Development and validation of a machine learning model for community-based tuberculosis screening among persons aged >= 15 years in South Africa and Zambia

Introduction: Current tuberculosis (TB) screening tools, such as the WHO four-symptom screen (W4SS), lack sufficient sensitivity and specificity for effective community-based active case finding, contributing to both missed diagnoses and unnecessary diagnostic evaluations. This study aimed to develop and validate a machine learning (ML) model to improve TB risk prediction among persons aged >=15 years in community settings of Zambia and South Africa. Methods: A large, harmonized dataset was created from four community-based TB prevalence surveys in South Africa and Zambia (N=169,813), restricted to individuals not under treatment at the time of survey. A binary reference outcome was defined based on available microbiological and radiographic data, grouping individuals as either 'Possible TB' or 'Unlikely TB'. An XGBoost model was trained on 80% (N=135,854) of the data using demographic, clinical, and socio-economic variables, and model interpretability was assessed using SHapley Additive exPlanations (SHAP) values. Internal validation was performed using a 20% hold-out test set (N=33,959). Model performance was assessed using discrimination, calibration, and clinical utility measures compared to the W4SS and against WHO's 2025 Target Product Profile (TPP) for a tool in a two-step screening algorithm. Results: Overall, 16,413 (9.7%) of individuals were labelled as 'Possible TB'. On the test set, the XGBoost model yielded an area under the curve (AUC) of 79.7% (95% CI: 78.7, 80.7), outperforming the W4SS (AUC 57.0%; 95% CI: 56.1, 57.8). The XGBoost model achieved 81.5% sensitivity (95% CI: 77.6, 84.9) at a 60% specificity threshold. This exceeded the W4SS, which achieved only 38.2% sensitivity (95% CI: 36.5, 39.9) on the same dataset.

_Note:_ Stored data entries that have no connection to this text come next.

//! Configuration management for Redakt.
//!
//! TOML configuration with:
//! - environment variable substitution (`${VAR_NAME}`)
//! - `REDAKT_*` environment overrides
//! - defaults for every setting
//! - validation on load
//!
//! # Quick Start
//!
//! ```rust,no_run
//! use redakt::config::load_config;
//!
//! # fn example() -> Result<(), Box<dyn std::error::Error>> {
//! let config = load_config("redakt.toml")?;
//! println!("Mode: {}", config.anonymization.mode);
//! println!("Parallel documents: {}", config.batch.max_parallel);
//! # Ok(())
//! # }
//! ```
//!
//! # Configuration Structure
//!
//! - [`ApplicationConfig`] - log level, dry run
//! - [`AnonymizationConfig`](crate::anonymization::AnonymizationConfig) - mode,
//!   dictionary, rule table, storage policy, first-name heuristic, audit
//! - [`OutputConfig`] - output directory, file suffixes, overwrite
//! - [`BatchConfig`] - parallelism and shutdown grace period
//! - [`LoggingConfig`] - log files
//!
//! # Example Configuration
//!
//! ```toml
//! [application]
//! log_level = "info"
//!
//! [anonymization]
//! mode = "production"
//! dictionary = "${REDAKT_DATA_DIR}/cz_names.json"
//!
//! [anonymization.storage_policy]
//! BIRTH_ID = "partial"
//!
//! [output]
//! directory = "./redacted"
//!
//! [batch]
//! max_parallel = 8
//! ```

pub mod loader;
pub mod schema;

pub use loader::{load_config, load_config_or_default, DEFAULT_CONFIG_FILE};
pub use schema::{ApplicationConfig, BatchConfig, LoggingConfig, OutputConfig, RedaktConfig};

SHAP analysis identified age, previous TB treatment, times treated for TB and unemployment as the primary contributors to risk. Conclusion: The ML XGBoost model shows promise as a screening tool to support community-based active case finding activities prior to diagnostic testing. However, as performance remained below TPP targets, and adding variables, e.g. on geolocation, could be considered.